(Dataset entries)
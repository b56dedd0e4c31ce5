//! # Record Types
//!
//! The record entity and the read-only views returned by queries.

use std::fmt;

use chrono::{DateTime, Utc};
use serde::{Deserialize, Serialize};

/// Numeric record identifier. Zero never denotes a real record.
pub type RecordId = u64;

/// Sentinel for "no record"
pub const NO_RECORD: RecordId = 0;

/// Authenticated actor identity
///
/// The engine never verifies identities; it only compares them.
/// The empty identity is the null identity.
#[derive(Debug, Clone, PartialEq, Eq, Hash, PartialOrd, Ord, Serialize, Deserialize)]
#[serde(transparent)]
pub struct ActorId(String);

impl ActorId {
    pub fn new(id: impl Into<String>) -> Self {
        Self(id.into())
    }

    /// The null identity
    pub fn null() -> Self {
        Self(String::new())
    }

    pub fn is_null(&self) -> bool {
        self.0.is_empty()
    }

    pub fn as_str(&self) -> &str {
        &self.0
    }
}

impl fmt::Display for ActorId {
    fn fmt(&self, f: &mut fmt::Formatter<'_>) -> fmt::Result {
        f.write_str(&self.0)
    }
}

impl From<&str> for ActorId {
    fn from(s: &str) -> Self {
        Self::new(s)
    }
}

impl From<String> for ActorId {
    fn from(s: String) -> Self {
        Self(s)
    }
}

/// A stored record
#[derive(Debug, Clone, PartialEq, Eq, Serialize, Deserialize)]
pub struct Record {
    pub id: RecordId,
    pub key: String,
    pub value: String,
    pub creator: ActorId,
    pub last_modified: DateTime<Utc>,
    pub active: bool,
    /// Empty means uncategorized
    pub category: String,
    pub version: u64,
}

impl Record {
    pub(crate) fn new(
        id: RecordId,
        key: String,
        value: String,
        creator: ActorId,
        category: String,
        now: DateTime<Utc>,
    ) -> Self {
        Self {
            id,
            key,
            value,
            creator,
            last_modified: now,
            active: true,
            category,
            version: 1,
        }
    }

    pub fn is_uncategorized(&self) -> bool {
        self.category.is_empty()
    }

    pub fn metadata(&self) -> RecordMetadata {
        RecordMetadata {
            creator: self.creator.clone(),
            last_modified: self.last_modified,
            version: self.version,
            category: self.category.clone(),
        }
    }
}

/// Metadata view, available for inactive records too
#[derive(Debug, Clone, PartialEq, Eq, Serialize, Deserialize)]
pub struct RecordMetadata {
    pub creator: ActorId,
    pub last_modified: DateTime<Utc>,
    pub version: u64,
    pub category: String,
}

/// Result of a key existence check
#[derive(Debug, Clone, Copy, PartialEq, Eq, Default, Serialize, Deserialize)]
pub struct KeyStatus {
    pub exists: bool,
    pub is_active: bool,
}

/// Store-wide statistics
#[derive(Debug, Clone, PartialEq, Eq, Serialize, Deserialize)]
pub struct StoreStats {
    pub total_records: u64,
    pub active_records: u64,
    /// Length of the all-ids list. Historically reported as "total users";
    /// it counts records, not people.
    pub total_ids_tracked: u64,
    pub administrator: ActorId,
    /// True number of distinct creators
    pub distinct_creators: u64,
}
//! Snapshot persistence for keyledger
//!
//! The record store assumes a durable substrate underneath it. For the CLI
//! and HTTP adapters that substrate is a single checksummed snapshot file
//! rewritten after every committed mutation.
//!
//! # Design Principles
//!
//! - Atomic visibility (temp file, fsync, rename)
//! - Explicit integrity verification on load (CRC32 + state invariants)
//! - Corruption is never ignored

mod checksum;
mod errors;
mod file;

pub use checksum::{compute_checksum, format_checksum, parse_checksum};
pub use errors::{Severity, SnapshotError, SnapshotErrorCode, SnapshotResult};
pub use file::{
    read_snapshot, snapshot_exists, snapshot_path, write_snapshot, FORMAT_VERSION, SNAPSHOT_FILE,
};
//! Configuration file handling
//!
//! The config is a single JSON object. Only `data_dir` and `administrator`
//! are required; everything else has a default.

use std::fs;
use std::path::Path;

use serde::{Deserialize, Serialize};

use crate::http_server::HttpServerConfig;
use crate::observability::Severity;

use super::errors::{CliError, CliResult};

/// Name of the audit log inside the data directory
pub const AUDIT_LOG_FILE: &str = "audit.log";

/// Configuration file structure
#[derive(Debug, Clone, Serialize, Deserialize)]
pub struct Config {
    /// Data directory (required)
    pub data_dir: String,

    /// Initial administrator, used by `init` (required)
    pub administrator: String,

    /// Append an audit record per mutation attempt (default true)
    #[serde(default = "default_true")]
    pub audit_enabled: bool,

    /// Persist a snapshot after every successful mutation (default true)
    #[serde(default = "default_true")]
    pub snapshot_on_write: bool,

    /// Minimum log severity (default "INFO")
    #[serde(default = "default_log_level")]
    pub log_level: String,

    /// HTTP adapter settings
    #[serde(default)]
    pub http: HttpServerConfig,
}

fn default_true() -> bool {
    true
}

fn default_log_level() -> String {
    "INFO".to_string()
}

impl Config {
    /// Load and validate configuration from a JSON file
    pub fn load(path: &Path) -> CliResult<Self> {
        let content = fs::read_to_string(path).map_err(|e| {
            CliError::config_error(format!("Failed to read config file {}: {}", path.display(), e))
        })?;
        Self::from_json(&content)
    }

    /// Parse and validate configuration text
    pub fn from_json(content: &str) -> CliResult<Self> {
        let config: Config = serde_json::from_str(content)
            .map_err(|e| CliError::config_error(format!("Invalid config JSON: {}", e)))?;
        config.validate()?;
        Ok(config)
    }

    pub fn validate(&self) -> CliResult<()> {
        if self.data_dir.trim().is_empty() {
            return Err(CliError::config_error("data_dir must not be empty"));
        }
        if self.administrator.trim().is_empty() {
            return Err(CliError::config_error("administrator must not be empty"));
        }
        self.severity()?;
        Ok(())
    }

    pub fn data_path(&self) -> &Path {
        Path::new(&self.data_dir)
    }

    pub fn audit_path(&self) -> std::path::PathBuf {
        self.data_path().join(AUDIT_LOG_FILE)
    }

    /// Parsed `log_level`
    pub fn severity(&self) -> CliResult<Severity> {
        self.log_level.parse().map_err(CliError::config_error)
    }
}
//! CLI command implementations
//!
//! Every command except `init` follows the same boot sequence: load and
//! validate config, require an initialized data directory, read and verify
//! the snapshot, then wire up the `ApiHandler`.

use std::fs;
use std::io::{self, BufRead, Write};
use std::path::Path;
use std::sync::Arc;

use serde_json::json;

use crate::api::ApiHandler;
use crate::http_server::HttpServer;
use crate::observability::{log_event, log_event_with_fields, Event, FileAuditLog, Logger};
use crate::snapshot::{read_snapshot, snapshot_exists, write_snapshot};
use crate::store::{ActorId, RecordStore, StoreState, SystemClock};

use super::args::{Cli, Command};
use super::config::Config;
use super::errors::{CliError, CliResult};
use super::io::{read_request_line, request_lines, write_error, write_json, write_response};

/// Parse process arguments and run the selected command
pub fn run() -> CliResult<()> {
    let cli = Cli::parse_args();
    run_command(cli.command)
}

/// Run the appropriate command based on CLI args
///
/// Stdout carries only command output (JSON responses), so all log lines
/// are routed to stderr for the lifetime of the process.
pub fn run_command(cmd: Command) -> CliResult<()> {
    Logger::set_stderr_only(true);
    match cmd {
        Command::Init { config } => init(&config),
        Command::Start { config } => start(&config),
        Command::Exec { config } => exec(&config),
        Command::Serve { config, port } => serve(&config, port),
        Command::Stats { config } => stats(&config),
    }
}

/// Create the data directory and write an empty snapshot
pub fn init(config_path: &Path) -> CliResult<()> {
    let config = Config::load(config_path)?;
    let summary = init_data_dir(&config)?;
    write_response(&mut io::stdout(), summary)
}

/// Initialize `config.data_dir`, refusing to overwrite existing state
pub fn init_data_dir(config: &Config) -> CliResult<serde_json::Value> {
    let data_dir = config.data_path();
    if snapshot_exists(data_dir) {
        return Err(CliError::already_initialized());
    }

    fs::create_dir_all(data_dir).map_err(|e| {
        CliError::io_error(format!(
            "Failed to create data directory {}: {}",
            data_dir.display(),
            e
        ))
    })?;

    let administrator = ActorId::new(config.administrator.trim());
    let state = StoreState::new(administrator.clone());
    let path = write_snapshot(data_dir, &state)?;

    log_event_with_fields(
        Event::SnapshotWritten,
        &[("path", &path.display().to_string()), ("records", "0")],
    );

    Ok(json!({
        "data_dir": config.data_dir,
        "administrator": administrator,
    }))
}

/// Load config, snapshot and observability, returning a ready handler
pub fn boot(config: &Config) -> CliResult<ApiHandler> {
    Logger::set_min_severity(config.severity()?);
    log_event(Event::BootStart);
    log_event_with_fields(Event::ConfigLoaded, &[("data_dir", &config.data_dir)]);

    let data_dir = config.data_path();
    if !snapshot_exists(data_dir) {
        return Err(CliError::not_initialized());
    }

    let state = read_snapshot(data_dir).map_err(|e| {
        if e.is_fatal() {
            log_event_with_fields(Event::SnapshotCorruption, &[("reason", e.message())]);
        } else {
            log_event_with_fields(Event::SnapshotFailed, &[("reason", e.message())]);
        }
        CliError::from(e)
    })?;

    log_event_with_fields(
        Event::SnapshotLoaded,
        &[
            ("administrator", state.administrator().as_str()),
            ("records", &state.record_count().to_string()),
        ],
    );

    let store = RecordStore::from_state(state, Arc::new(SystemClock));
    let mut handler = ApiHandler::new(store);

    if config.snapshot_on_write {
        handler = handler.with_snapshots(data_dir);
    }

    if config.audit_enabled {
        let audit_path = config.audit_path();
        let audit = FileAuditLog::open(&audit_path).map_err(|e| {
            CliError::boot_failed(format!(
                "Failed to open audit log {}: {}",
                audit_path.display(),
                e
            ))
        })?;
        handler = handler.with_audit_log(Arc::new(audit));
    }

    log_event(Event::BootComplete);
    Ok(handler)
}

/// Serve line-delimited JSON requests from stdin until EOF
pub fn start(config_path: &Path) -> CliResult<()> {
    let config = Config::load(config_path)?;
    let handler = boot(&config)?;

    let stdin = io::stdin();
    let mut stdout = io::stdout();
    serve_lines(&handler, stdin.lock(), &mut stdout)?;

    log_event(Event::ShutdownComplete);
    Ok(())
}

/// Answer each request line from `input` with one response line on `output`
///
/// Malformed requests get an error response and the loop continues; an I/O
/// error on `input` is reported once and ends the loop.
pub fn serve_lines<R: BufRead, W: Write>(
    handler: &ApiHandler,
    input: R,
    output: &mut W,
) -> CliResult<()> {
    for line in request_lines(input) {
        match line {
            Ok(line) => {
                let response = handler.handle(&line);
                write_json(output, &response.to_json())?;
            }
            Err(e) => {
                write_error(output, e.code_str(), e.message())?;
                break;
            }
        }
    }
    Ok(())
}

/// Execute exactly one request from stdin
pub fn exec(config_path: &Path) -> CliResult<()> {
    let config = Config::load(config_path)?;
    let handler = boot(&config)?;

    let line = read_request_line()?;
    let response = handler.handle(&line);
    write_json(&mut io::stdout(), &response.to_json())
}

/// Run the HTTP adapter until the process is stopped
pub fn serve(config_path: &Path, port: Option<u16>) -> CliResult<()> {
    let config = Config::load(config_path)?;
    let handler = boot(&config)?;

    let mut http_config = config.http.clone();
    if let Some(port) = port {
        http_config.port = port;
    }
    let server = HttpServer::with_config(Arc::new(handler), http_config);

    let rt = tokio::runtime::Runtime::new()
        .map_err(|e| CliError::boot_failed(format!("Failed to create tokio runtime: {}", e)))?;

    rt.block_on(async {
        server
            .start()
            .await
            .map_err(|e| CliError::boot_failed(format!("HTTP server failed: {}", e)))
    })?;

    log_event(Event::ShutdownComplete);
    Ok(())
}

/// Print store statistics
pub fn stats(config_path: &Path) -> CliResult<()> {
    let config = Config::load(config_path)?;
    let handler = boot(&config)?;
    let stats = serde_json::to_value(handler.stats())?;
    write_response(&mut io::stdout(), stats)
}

Exercise description:
Where the word "FileAuditLog" occurs in a line of the records, copy that line.

Result of the exercise:
use crate::observability::{log_event, log_event_with_fields, Event, FileAuditLog, Logger};
        let audit = FileAuditLog::open(&audit_path).map_err(|e| {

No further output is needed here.